While we didn't find a fight, the patrol did have its interesting moments. In Kurghay, Navy Chief Petty Officer Eric Motz, one of the medical corpsmen in the group, Cpl. Timothy Glover and I had sought shade under a small tree. Glover, a hyperkinetic kid, looked up in the tree and spotted a small cloth bag. We'd been warned that the enemy was planting explosives in walls and trees (we'd already experienced one in a wall). Glover wanted to climb the tree and check out the bag. I said fine, just wait until I get on the other side of the wall. That kind of caution is how you get to be a 65-year-old war correspondent. The Chief -- as everyone calls Motz -- didn't budge.
Glover clamored into the tree and brought the bag down. When it didn't explode I came out from behind the wall. He poured into his hand brown sugar heroin, an intermediate processing step between raw opium and the powdered heroin on the streets of America and Europe.
"Lick it," the Chief said. "That's what they do on CSI."
"I'm not licking it," Glover said, with uncharacteristic good sense.

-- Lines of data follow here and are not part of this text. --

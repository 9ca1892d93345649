// SPDX-License-Identifier: MIT OR Apache-2.0
//! Single-file columnar encoding.
//!
//! Layout:
//!
//! | offset | size | content |
//! |--------|------|---------|
//! | 0 | 8 | magic `GRIDFLAT` |
//! | 8 | 4 | format version, u32 LE |
//! | 12 | 4 | header length `h`, u32 LE |
//! | 16 | h | JSON [`FlatHeader`] |
//! | aligned to 8 | 4·n | field values, f32 LE, row-major |
//!
//! The file records the array shape but not a chunking; readers choose one.

use crate::atomic;
use crate::layout;
use crate::source::{ChunkSource, LazyDataset};
use crate::{ArrayEncoding, OpenError};
use chrono::NaiveDate;
use gridbench_core::{AXIS_NAMES, ChunkGeometry, Dataset, GridSpec, Region, Shape3};
use serde::{Deserialize, Serialize};
use std::fs::File;
use std::io::{self, BufWriter, Read, Seek, SeekFrom, Write};
use std::path::{Path, PathBuf};
use std::sync::Arc;

/// File magic
pub const MAGIC: &[u8; 8] = b"GRIDFLAT";
/// Current format version
pub const VERSION: u32 = 1;
const PREFIX_LEN: usize = 16;
const ALIGN: usize = 8;
const DTYPE: &str = "<f4";

/// Self-describing header preceding the value block
#[derive(Debug, Clone, PartialEq, Serialize, Deserialize)]
pub struct FlatHeader {
    /// Grid the data was synthesized from
    pub grid: GridSpec,
    /// Dimension names in storage order
    pub dimensions: Vec<String>,
    /// Array shape
    pub shape: Shape3,
    /// Element type, always `<f4`
    pub dtype: String,
    /// Time coordinate
    pub time: Vec<NaiveDate>,
    /// Latitude coordinate
    pub lat: Vec<f64>,
    /// Longitude coordinate
    pub lon: Vec<f64>,
}

impl FlatHeader {
    fn for_dataset(dataset: &Dataset) -> Self {
        Self {
            grid: dataset.spec().clone(),
            dimensions: AXIS_NAMES.iter().map(ToString::to_string).collect(),
            shape: dataset.shape(),
            dtype: DTYPE.to_string(),
            time: dataset.time().to_vec(),
            lat: dataset.lat().to_vec(),
            lon: dataset.lon().to_vec(),
        }
    }

    /// Serialize the prefix, header, and alignment padding.
    ///
    /// # Errors
    ///
    /// Returns an error if the header does not fit the length field.
    pub fn encode(&self) -> io::Result<Vec<u8>> {
        let json = serde_json::to_vec(self)?;
        let len = u32::try_from(json.len())
            .map_err(|_| io::Error::new(io::ErrorKind::InvalidInput, "header too large"))?;
        let mut out = Vec::with_capacity(PREFIX_LEN + json.len() + ALIGN);
        out.extend_from_slice(MAGIC);
        out.extend_from_slice(&VERSION.to_le_bytes());
        out.extend_from_slice(&len.to_le_bytes());
        out.extend_from_slice(&json);
        out.resize(data_offset(json.len()), 0);
        Ok(out)
    }

    /// Parse a header from the start of a file.
    ///
    /// Returns the header and the byte offset of the value block.
    ///
    /// # Errors
    ///
    /// Returns [`OpenError::Corrupt`] on a bad magic, unknown version,
    /// truncated prefix, or a header inconsistent with its coordinates.
    pub fn decode(bytes: &[u8]) -> Result<(Self, usize), OpenError> {
        if bytes.len() < PREFIX_LEN {
            return Err(OpenError::Corrupt("truncated header prefix".to_string()));
        }
        if &bytes[..8] != MAGIC {
            return Err(OpenError::Corrupt("bad magic".to_string()));
        }
        let version = read_u32(&bytes[8..12]);
        if version != VERSION {
            return Err(OpenError::Corrupt(format!("unsupported version {version}")));
        }
        let len = read_u32(&bytes[12..16]) as usize;
        let json = bytes
            .get(PREFIX_LEN..PREFIX_LEN.saturating_add(len))
            .ok_or_else(|| OpenError::Corrupt("truncated header".to_string()))?;
        let header: Self = serde_json::from_slice(json)
            .map_err(|e| OpenError::Corrupt(format!("header: {e}")))?;
        header.check()?;
        Ok((header, data_offset(len)))
    }

    fn check(&self) -> Result<(), OpenError> {
        if self.dtype != DTYPE {
            return Err(OpenError::Corrupt(format!("unsupported dtype {}", self.dtype)));
        }
        if self.shape != self.grid.shape() {
            return Err(OpenError::Corrupt(format!(
                "shape {:?} disagrees with grid {:?}",
                self.shape,
                self.grid.shape()
            )));
        }
        if [self.time.len(), self.lat.len(), self.lon.len()] != self.shape {
            return Err(OpenError::Corrupt("coordinate lengths disagree with shape".to_string()));
        }
        self.grid
            .validate()
            .map_err(|e| OpenError::Corrupt(e.to_string()))
    }
}

const fn data_offset(header_len: usize) -> usize {
    (PREFIX_LEN + header_len).div_ceil(ALIGN) * ALIGN
}

fn read_u32(bytes: &[u8]) -> u32 {
    let mut buf = [0u8; 4];
    buf.copy_from_slice(&bytes[..4]);
    u32::from_le_bytes(buf)
}

/// Columnar single-file encoding
#[derive(Debug, Clone, Copy, Default)]
pub struct FlatEncoding;

impl ArrayEncoding for FlatEncoding {
    fn write(&self, dataset: &Dataset, geometry: ChunkGeometry, path: &Path) -> io::Result<()> {
        let header = FlatHeader::for_dataset(dataset).encode()?;
        let shape = dataset.shape();
        atomic::write_file(path, |file| {
            let mut out = BufWriter::with_capacity(1 << 20, file);
            out.write_all(&header)?;
            // One time-block per write keeps the conversion buffer bounded.
            let mut bytes = Vec::new();
            for t0 in (0..shape[0]).step_by(geometry.time.max(1)) {
                let t1 = (t0 + geometry.time.max(1)).min(shape[0]);
                let slab = &dataset.values()[layout::offset(shape, [t0, 0, 0])..layout::offset(shape, [t1, 0, 0])];
                bytes.clear();
                bytes.extend(slab.iter().flat_map(|v| v.to_le_bytes()));
                out.write_all(&bytes)?;
            }
            out.flush()
        })
    }

    fn open(&self, path: &Path, chunks: Option<ChunkGeometry>) -> Result<LazyDataset, OpenError> {
        let mut file = File::open(path).map_err(OpenError::from_io)?;
        let file_len = file.metadata().map_err(OpenError::from_io)?.len();

        let mut prefix = [0u8; PREFIX_LEN];
        file.read_exact(&mut prefix)
            .map_err(|_| OpenError::Corrupt("truncated header prefix".to_string()))?;
        let header_len = read_u32(&prefix[12..16]) as usize;
        let total = data_offset(header_len);
        if total as u64 > file_len {
            return Err(OpenError::Corrupt("truncated header".to_string()));
        }
        let mut head = vec![0u8; total];
        head[..PREFIX_LEN].copy_from_slice(&prefix);
        file.read_exact(&mut head[PREFIX_LEN..])
            .map_err(|_| OpenError::Corrupt("truncated header".to_string()))?;
        let (header, offset) = FlatHeader::decode(&head)?;

        let elements: usize = header.shape.iter().product();
        let expected = offset as u64 + elements as u64 * 4;
        if file_len != expected {
            return Err(OpenError::Corrupt(format!(
                "file is {file_len} bytes, expected {expected}"
            )));
        }

        let chunks = chunks.unwrap_or_else(|| ChunkGeometry::whole(header.shape));
        chunks
            .validate_shape(header.shape)
            .map_err(|e| OpenError::Chunks(e.to_string()))?;
        let source = FlatSource {
            path: path.to_path_buf(),
            shape: header.shape,
            data_offset: offset as u64,
        };
        Ok(LazyDataset::new(
            header.grid,
            header.time,
            header.lat,
            header.lon,
            chunks,
            Arc::new(source),
        ))
    }
}

/// Region reader over a columnar file; each read opens its own handle
#[derive(Debug, Clone)]
pub struct FlatSource {
    path: PathBuf,
    shape: Shape3,
    data_offset: u64,
}

impl ChunkSource for FlatSource {
    fn read_region(&self, region: &Region) -> io::Result<Vec<f32>> {
        let mut file = File::open(&self.path)?;
        let mut out = Vec::with_capacity(region.len());
        let mut buf = Vec::new();
        for (start, len) in layout::runs(self.shape, region) {
            buf.resize(len * 4, 0);
            file.seek(SeekFrom::Start(self.data_offset + start as u64 * 4))?;
            file.read_exact(&mut buf)?;
            out.extend(
                buf.chunks_exact(4)
                    .map(|b| f32::from_le_bytes([b[0], b[1], b[2], b[3]])),
            );
        }
        Ok(out)
    }
}

#[cfg(test)]
mod tests {
    use super::*;
    use gridbench_core::synthesize;

    #[test]
    fn test_header_round_trip() {
        let ds = synthesize(&GridSpec::with_shape(3, 4, 5), Some(1)).unwrap();
        let header = FlatHeader::for_dataset(&ds);
        let bytes = header.encode().unwrap();
        assert_eq!(bytes.len() % ALIGN, 0);
        let (decoded, offset) = FlatHeader::decode(&bytes).unwrap();
        assert_eq!(decoded, header);
        assert_eq!(offset, bytes.len());
    }

    #[test]
    fn test_decode_rejects_garbage() {
        assert!(FlatHeader::decode(b"short").is_err());
        assert!(FlatHeader::decode(b"NOTMAGIC\x01\0\0\0\0\0\0\0").is_err());
        let mut bytes = Vec::from(&MAGIC[..]);
        bytes.extend_from_slice(&VERSION.to_le_bytes());
        bytes.extend_from_slice(&u32::MAX.to_le_bytes());
        assert!(FlatHeader::decode(&bytes).is_err());
    }

    #[test]
    fn test_write_and_read_region() {
        let dir = tempfile::tempdir().unwrap();
        let path = dir.path().join("temp_2x3x4.flat");
        let ds = synthesize(&GridSpec::with_shape(5, 6, 8), Some(9)).unwrap();
        FlatEncoding.write(&ds, ChunkGeometry::new(2, 3, 4), &path).unwrap();

        let lazy = FlatEncoding.open(&path, Some(ChunkGeometry::new(2, 3, 4))).unwrap();
        assert_eq!(lazy.chunks(), ChunkGeometry::new(2, 3, 4));
        let region = Region::new([1, 2, 3], [4, 5, 7]);
        assert_eq!(
            lazy.read_region(&region).unwrap(),
            layout::extract(ds.values(), ds.shape(), &region)
        );
        assert_eq!(lazy.load().unwrap(), ds);
    }

    #[test]
    fn test_open_without_chunks_uses_one_block() {
        let dir = tempfile::tempdir().unwrap();
        let path = dir.path().join("a.flat");
        let ds = synthesize(&GridSpec::with_shape(2, 2, 2), Some(9)).unwrap();
        FlatEncoding.write(&ds, ChunkGeometry::new(1, 1, 1), &path).unwrap();
        let lazy = FlatEncoding.open(&path, None).unwrap();
        assert_eq!(lazy.chunks(), ChunkGeometry::new(2, 2, 2));
    }

    #[test]
    fn test_open_rejects_truncated_data() {
        let dir = tempfile::tempdir().unwrap();
        let path = dir.path().join("a.flat");
        let ds = synthesize(&GridSpec::with_shape(2, 2, 2), Some(9)).unwrap();
        FlatEncoding.write(&ds, ChunkGeometry::new(1, 1, 1), &path).unwrap();
        let bytes = std::fs::read(&path).unwrap();
        std::fs::write(&path, &bytes[..bytes.len() - 4]).unwrap();
        let err = FlatEncoding.open(&path, None).unwrap_err();
        assert!(matches!(err, OpenError::Corrupt(_)), "{err}");
    }
}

"Grissom would have licked it," the Chief said.
"I'm not licking it."
When Glover asked the platoon leader, Staff Sgt. Keith Kesterson, what he should do with the bag -- which I'm guessing weighed several ounces -- he was told to leave it. The U.S. military doesn't plow up poppy fields believing the farmers have no choice. The poppy harvest was completed just weeks ago and Kurghay is surrounded by dried brown poppy fields. So are all of the villages we've visited. The Marines had been briefed by their superiors to leave as well the processed product like that found by Glover.
The next day in another village we found a farmer with a grapefruit-sized ball of raw black opium wrapped in plastic. He was puzzled when all the Marines did was take his name and photographed him with the bag of opium.
For a good understanding of the role that opium plays in this war I heartily recommend "Seeds of Terror: How Heroin Is Bankrolling the Taliban and Al Qadea" by Gretchen Peters.